Late Wednesday night, after a bill to roll back to 3.4 percent the rate for subsidized Stafford student loans was filibustered on the Senate floor, a group of senators – including Sens. Tom Harkin (D-Iowa) and Richard Durbin (D-Ill.) – did the unthinkable. They agreed to a bipartisan plan put forward by Sens. Joe Manchin (D-W. Va.), Lamar Alexander (R-Tenn.), and Tom Carper (D-W. Va.) that would increase, not stabilize or lower, borrowing costs for students above what they had been before rates doubled on July 1.
According to news reports in The Huffington Post and Politico, after a long meeting in Durbin’s office, senators agreed to work off of the bipartisan plan that would peg student loan interest rates to the 10-year Treasury note, plus 1.8 points for undergraduate loans and 3.8 points for graduate loans. At this time, that means rates would be 4.37 percent for undergraduate loans and 6.37 percent for graduate loans (the Treasury note ended at 2.57 percent Wednesday night). Democratic Sens. Harkin and Durbin insisted that the plan have a cap on interest rates at 8.25 percent. and Republican senators agreed. If this plan passes the Senate, it is likely to also pass the House.
So it seems Congress has finally reached a decision on student loans. Good news, right? Wrong.
Under the proposed plan, student loan rates would stay low for the first few years, but these savings would be paid for by future borrowers who would see significantly higher loan rates as the economy improves. The bill would cap undergraduate rates at 8.25 percent and graduate rates at 9.25 percent. but with students already struggling to pay off their loans at 3.4 percent. how can this new rate possibly work for them?

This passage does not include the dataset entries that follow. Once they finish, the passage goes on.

impl GameSession {
    pub fn new(config: EngineConfig, progress: Progress) -> Self {
        let seed = config.seed.unwrap_or_else(rand::random);
        let mut rng = StdRng::seed_from_u64(seed);
        let line = JudgmentLine::new(config.line.pattern, config.line.amplitude, rng.random());
        let resolver = HitResolver::new(config.judge.hit_radius, config.judge.strategy);
        let recorder = Recorder::new(config.replay.clone());

        Self {
            config,
            state: SessionState::NotStarted,
            song: None,
            difficulty: progress.difficulty,
            start_ms: 0.0,
            elapsed_ms: 0.0,
            scheduler: NoteScheduler::default(),
            line,
            calibration: CalibrationEstimator::new(),
            resolver,
            scoring: ScoringEngine::default(),
            recorder,
            rng,
            combo_bonus: 1.0,
            games_played: 0,
            completed_songs: progress.completed_songs.min(ALL_SONGS),
        }
    }

    pub fn set_difficulty(&mut self, difficulty: Difficulty) {
        self.difficulty = difficulty;
    }

    /// Starts a new attempt, discarding the previous notes and stats. On error
    /// the session is left exactly as it was.
    pub fn start_song(
        &mut self,
        library: &SongLibrary,
        song_id: Option<&str>,
        now_ms: f64,
    ) -> Result<()> {
        let song = match song_id {
            Some(id) => library.get_song_by_id(id)?,
            None => library
                .random_song(&mut self.rng)
                .ok_or_else(|| JudgeError::msg("song library is empty"))?,
        };
        let multiplier = song.multiplier(self.difficulty);
        let scheduler = NoteScheduler::generate(song.duration_ms, multiplier, &mut self.rng)?;

        tracing::info!(
            song = %song.id,
            difficulty = %self.difficulty,
            notes = scheduler.len(),
            "starting song"
        );

        self.scoring = ScoringEngine::new(scheduler.len() as u32);
        self.scheduler = scheduler;
        self.song = Some(song.clone());
        self.line.reset(self.rng.random());
        if self.config.calibration_enabled {
            self.calibration.start(0.0);
        }
        self.recorder.start();
        self.start_ms = now_ms;
        self.elapsed_ms = 0.0;
        self.combo_bonus = 1.0;
        self.state = SessionState::Playing;
        Ok(())
    }

    /// Advances the attempt to `now_ms`. Returns the completion report on
    /// the tick that ends the song.
    pub fn tick(&mut self, now_ms: f64) -> Option<CompletionReport> {
        if self.state != SessionState::Playing {
            return None;
        }
        let elapsed = (now_ms - self.start_ms).max(self.elapsed_ms);
        self.elapsed_ms = elapsed;

        let tick = self.scheduler.update(elapsed, self.scoring.combo());
        for miss in &tick.missed {
            self.scoring.apply(ScoreEvent::Miss {
                note_type: miss.note_type,
            });
        }
        self.combo_bonus = tick.combo_bonus;

        self.line.update(elapsed);
        if self.calibration.is_running() {
            self.calibration.advance(elapsed);
        }

        let (line, scheduler, scoring) = (&self.line, &self.scheduler, &self.scoring);
        self.recorder.capture(|| {
            let pose = line.pose();
            ReplayFrame {
                elapsed_ms: elapsed,
                pose,
                live_notes: scheduler
                    .notes()
                    .iter()
                    .filter(|note| matches!(note.state(), NoteState::Active | NoteState::Hit))
                    .map(|note| ReplayNote::capture(note, &pose, elapsed))
                    .collect(),
                stats: scoring.stats().clone(),
            }
        });

        let duration_ms = self.song.as_ref().map_or(0.0, |song| song.duration_ms);
        if elapsed > duration_ms {
            return Some(self.complete());
        }
        None
    }

    /// Resolves a touch immediately. `None` when nothing was struck or the
    /// song is not playing.
    pub fn handle_input(&mut self, event: InputEvent) -> Option<HitOutcome> {
        if self.state != SessionState::Playing {
            return None;
        }
        let raw_ms = event.timestamp_ms - self.start_ms;
        let outcome = self.resolver.resolve(
            event.point,
            raw_ms,
            &mut self.scheduler,
            &self.line,
            &mut self.calibration,
        )?;
        self.scoring.apply(ScoreEvent::Hit {
            note_type: outcome.note_type,
            quality: outcome.quality,
        });
        Some(outcome)
    }

    pub fn snapshot(&self) -> FrameSnapshot {
        FrameSnapshot::capture(
            self.elapsed_ms,
            self.state,
            self.line.pose(),
            &self.scheduler,
            self.scoring.stats(),
            self.calibration.status(),
        )
    }

    pub fn state(&self) -> SessionState {
        self.state
    }

    pub fn song(&self) -> Option<&SongDescriptor> {
        self.song.as_ref()
    }

    pub fn difficulty(&self) -> Difficulty {
        self.difficulty
    }

    pub fn elapsed_ms(&self) -> f64 {
        self.elapsed_ms
    }

    /// Absolute time at which the current attempt started.
    pub fn start_ms(&self) -> f64 {
        self.start_ms
    }

    pub fn stats(&self) -> &GameStats {
        self.scoring.stats()
    }

    pub fn notes(&self) -> &[Note] {
        self.scheduler.notes()
    }

    pub fn pose(&self) -> JudgmentLinePose {
        self.line.pose()
    }

    pub fn combo_bonus(&self) -> f64 {
        self.combo_bonus
    }

    pub fn calibration(&self) -> CalibrationStatus {
        self.calibration.status()
    }

    pub fn replay(&self) -> &[ReplayFrame] {
        self.recorder.frames()
    }

    pub fn games_played(&self) -> u32 {
        self.games_played
    }

    pub fn completed_songs(&self) -> u32 {
        self.completed_songs
    }

    fn complete(&mut self) -> CompletionReport {
        self.state = SessionState::Completed;
        self.recorder.stop();
        self.games_played += 1;
        if self.completed_songs < ALL_SONGS {
            self.completed_songs += 1;
        }

        let stats = self.scoring.stats().clone();
        let context = AchievementContext {
            games_played: self.games_played,
            completed_songs: self.completed_songs,
            difficulty: self.difficulty,
        };
        let triggered = achievements::evaluate(&stats, &context);
        let song_id = self
            .song
            .as_ref()
            .map(|song| song.id.clone())
            .unwrap_or_default();

        tracing::info!(
            song = %song_id,
            score = stats.score,
            rank = %stats.rank,
            achievements = triggered.len(),
            "song completed"
        );

        CompletionReport {
            song_id,
            difficulty: self.difficulty,
            stats,
            games_played: self.games_played,
            completed_songs: self.completed_songs,
            triggered,
        }
    }
}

The Congressional Budget Office estimates that by 2016 undergraduate loan rates would rise to way above the current rate of 6.8 percent. With the cap, that means in just three short years student loan rates will already have reached the limit of 8.25 percent.
As if the government wasn’t already making enough money off our students, Republican Senators demanded yesterday that the deal be deficit-neutral. The government has already made $15 billion in profit this year from loans made in previous years, and according to the CBO they will generate $184 billion in profit for loans made from this fiscal year through 2023.
Durbin has spoken out against raising the student loan rates for months, and Sen. Harkin even spoke for 45 minutes yesterday during floor debate about the dangers of pegging the student loan rate to the 10-year Treasury note. Yet today they are singing a different tune – as long as there is a cap at 8.25 percent. they are fine with letting rates rise higher and higher until they reach that point. And that point isn’t too far in the future.
The effects of these different plans are clear. With the interest rates at 6.8 percent, the average student will pay an additional $2,564. Under the bipartisan plan this number will fluctuate depending on the loan rate at the time the loan is taken out, but CBO estimates show that students are forecasted to start paying more around 2016. However under alternative progressive plans, such as that of Sen. Elizabeth Warren (D-Mass.), the average student will save $6,552 by paying the same interest rate as big banks.
Meanwhile, in all this discussion on student loan rates Democratic and Republican senators are failing to address the real issue – college affordability. Why are students having to take out these huge loans and graduate with massive amounts of debt, and why are colleges continuing to price more and more students out of the education that they need? These are the questions we need our policy makers to address.